I. ENGINEERING DESIGN: A. American Culture; 1. Engineering design in the fashion industry.

As we become more global and multicultural, we learn about all the cultures of the world. I asked what is America’s culture? We have given many things to the world, but I believe they all boil down to fundamentally two concepts: ENGINEERING and CAPITALISM. My simple definition of engineering is “the planning for building or producing a product or a system”. Designing by itself is “the planning for the realization of an idea, whether an original idea or the implementation of an existing idea.” Together, engineering design, involves the planning, building or producing of an innovative idea into a product or a system, within specific industries.
The fashion clothing industry has undergone both revolutionary and evolutionary changes in the 19th and 20th centuries. I would call every beginning of each part of the industry, engineering design. An interesting validation of clothing engineering is in the history of jeans, an American icon. When they were first designed they were engineered for rugged wearability by western cowboys. After many evolutionary changes, they are now the highest fashion in their shape and fit for all consumers, all over the world - & durability of little importance.
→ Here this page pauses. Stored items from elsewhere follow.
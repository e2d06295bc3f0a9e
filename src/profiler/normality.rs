//! Per-column normality diagnostic.
//!
//! Uses the Jarque-Bera statistic, whose p-value has a closed form under
//! the chi-squared distribution with two degrees of freedom. Outside the
//! configured sample-size window the test is reported as skipped with a
//! reason instead of a misleading p-value.

use crate::profiler::statistics::mean;
use crate::types::NormalityResult;

/// Run the normality test over the non-missing values of one column.
pub(crate) fn normality_test(values: &[f64], min_n: usize, max_n: usize) -> NormalityResult {
    let n = values.len();
    if n < min_n {
        return NormalityResult::Skipped {
            reason: "not computed - sample too small".to_string(),
        };
    }
    if n > max_n {
        return NormalityResult::Skipped {
            reason: "not computed - sample too large".to_string(),
        };
    }

    let m = mean(values);
    let nf = n as f64;
    let m2 = values.iter().map(|v| (v - m).powi(2)).sum::<f64>() / nf;
    if m2 == 0.0 {
        return NormalityResult::Skipped {
            reason: "not computed - zero variance".to_string(),
        };
    }
    let m3 = values.iter().map(|v| (v - m).powi(3)).sum::<f64>() / nf;
    let m4 = values.iter().map(|v| (v - m).powi(4)).sum::<f64>() / nf;

    let skewness = m3 / m2.powf(1.5);
    let kurtosis = m4 / (m2 * m2);

    let statistic = nf / 6.0 * (skewness.powi(2) + (kurtosis - 3.0).powi(2) / 4.0);
    // Chi-squared survival function with 2 dof: exp(-x / 2).
    let p_value = (-statistic / 2.0).exp();

    NormalityResult::Computed { statistic, p_value }
}

#[cfg(test)]
mod tests {
    use super::*;

    #[test]
    fn test_small_sample_is_skipped() {
        let result = normality_test(&[1.0, 2.0, 3.0], 8, 5000);
        let NormalityResult::Skipped { reason } = result else {
            panic!("expected skip");
        };
        assert!(reason.contains("too small"));
    }

    #[test]
    fn test_large_sample_is_skipped() {
        let values: Vec<f64> = (0..6000).map(|i| i as f64).collect();
        let result = normality_test(&values, 8, 5000);
        let NormalityResult::Skipped { reason } = result else {
            panic!("expected skip");
        };
        assert!(reason.contains("too large"));
    }

    #[test]
    fn test_constant_sample_is_skipped() {
        let values = vec![7.0; 50];
        let result = normality_test(&values, 8, 5000);
        assert!(matches!(result, NormalityResult::Skipped { .. }));
    }

    #[test]
    fn test_symmetric_sample_has_high_p_value() {
        // A symmetric, light-tailed sample should not reject normality.
        let values: Vec<f64> = (-20..=20).map(|i| i as f64).collect();
        let NormalityResult::Computed { statistic, p_value } = normality_test(&values, 8, 5000)
        else {
            panic!("expected computed result");
        };
        assert!(statistic >= 0.0);
        assert!(p_value > 0.05, "p = {p_value}");
    }

    #[test]
    fn test_heavily_skewed_sample_has_low_p_value() {
        let mut values = vec![1.0; 60];
        values.extend([500.0, 600.0, 700.0]);
        let NormalityResult::Computed { p_value, .. } = normality_test(&values, 8, 5000) else {
            panic!("expected computed result");
        };
        assert!(p_value < 0.01, "p = {p_value}");
    }

    #[test]
    fn test_p_value_in_unit_interval() {
        let values: Vec<f64> = (0..100).map(|i| ((i * 37) % 17) as f64).collect();
        let NormalityResult::Computed { p_value, .. } = normality_test(&values, 8, 5000) else {
            panic!("expected computed result");
        };
        assert!((0.0..=1.0).contains(&p_value));
    }
}
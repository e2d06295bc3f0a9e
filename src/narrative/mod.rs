//! Narrative generation against a remote completion service.
//!
//! The module is built around the [`NarrativeProvider`] trait, which turns
//! an analysis profile into narrative text or a terminal, typed failure.
//! The concrete [`CompletionProvider`] speaks the OpenAI-style
//! chat-completions protocol and requires the `narrative` feature:
//!
//! ```toml
//! # Enable the HTTP provider (default)
//! datasage = { version = "0.1", features = ["narrative"] }
//!
//! # Trait-only build without reqwest
//! datasage = { version = "0.1", default-features = false }
//! ```
//!
//! # Adding a New Provider
//!
//! 1. Create a new file (e.g., `src/narrative/local.rs`)
//! 2. Implement the [`NarrativeProvider`] trait
//! 3. Export the provider in this module

// Provider trait is always available (for custom implementations)
mod provider;
pub use provider::NarrativeProvider;

// The HTTP-backed provider requires the "narrative" feature
#[cfg(feature = "narrative")]
mod completion;

#[cfg(feature = "narrative")]
pub use completion::{
    CREDENTIAL_ENV, CompletionConfig, CompletionConfigBuilder, CompletionProvider,
};
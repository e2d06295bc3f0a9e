//! Encoding resolution for raw dataset bytes.
//!
//! Detector confidence is unreliable on small or homogeneous files, so
//! resolution is two-tiered: a statistical detector over a bounded byte
//! sample is trusted above a confidence floor, and a fixed ordered list of
//! common encodings guarantees a deterministic fallback. An encoding only
//! qualifies if it decodes the full byte stream with zero errors; a
//! replacement-character decode is a failure, not a success.

use encoding_rs::Encoding;

/// Bytes fed to the statistical detector.
const DETECTOR_SAMPLE_BYTES: usize = 64 * 1024;

/// Detector confidence at or above which its candidate is preferred.
const DETECTOR_CONFIDENCE_FLOOR: f32 = 0.7;

/// Fallback candidates, tried in order. Latin-1 and ASCII labels resolve to
/// windows-1252 under the WHATWG mapping used by `encoding_rs`.
const FALLBACK_LABELS: [&str; 4] = ["utf-8", "iso-8859-1", "windows-1252", "ascii"];

/// Human-readable candidate list for error messages.
pub fn candidate_labels() -> String {
    FALLBACK_LABELS.join(", ")
}

/// Decode `bytes` with `encoding`, succeeding only on a lossless decode.
fn decode_clean(bytes: &[u8], encoding: &'static Encoding) -> Option<String> {
    let (text, _, had_errors) = encoding.decode(bytes);
    if had_errors {
        None
    } else {
        Some(text.into_owned())
    }
}

/// Resolve the encoding for a raw dataset.
///
/// Returns the first encoding guaranteed to decode the full byte stream
/// without error, or `None` when every candidate fails. Pure function over
/// the bytes; no I/O.
pub fn resolve(bytes: &[u8]) -> Option<&'static Encoding> {
    let sample = &bytes[..bytes.len().min(DETECTOR_SAMPLE_BYTES)];
    let (charset, confidence, _language) = chardet::detect(sample);

    if confidence >= DETECTOR_CONFIDENCE_FLOOR {
        let label = chardet::charset2encoding(&charset);
        if let Some(encoding) = Encoding::for_label(label.as_bytes())
            && decode_clean(bytes, encoding).is_some()
        {
            tracing::debug!(
                encoding = encoding.name(),
                confidence,
                "detector candidate accepted"
            );
            return Some(encoding);
        }
    }

    for label in FALLBACK_LABELS {
        let Some(encoding) = Encoding::for_label(label.as_bytes()) else {
            continue;
        };
        if decode_clean(bytes, encoding).is_some() {
            tracing::debug!(encoding = encoding.name(), "fallback candidate accepted");
            return Some(encoding);
        }
    }

    None
}

/// Resolve and decode in one step.
pub fn decode(bytes: &[u8]) -> Option<(String, &'static Encoding)> {
    let encoding = resolve(bytes)?;
    decode_clean(bytes, encoding).map(|text| (text, encoding))
}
Since the early 90’s the fashion industry has become associated with the entertainment industry of fashion shows and Paris couture. The result is glamorizing market presentations, making designers appear romantically like movie stars, & their fashions created for art’s sake. Fashion schools all over the world promote this glamour to get a flood of students with stars in their eyes to attend. A few years after graduation and after a few frustrating business attempts, 95% fade away and change industries in order to make an income. Their education never included “engineering” for patterns & production, that would have prepared them for jobs that desperately need to be filled, nor business training to prepare them for entrepreneurship.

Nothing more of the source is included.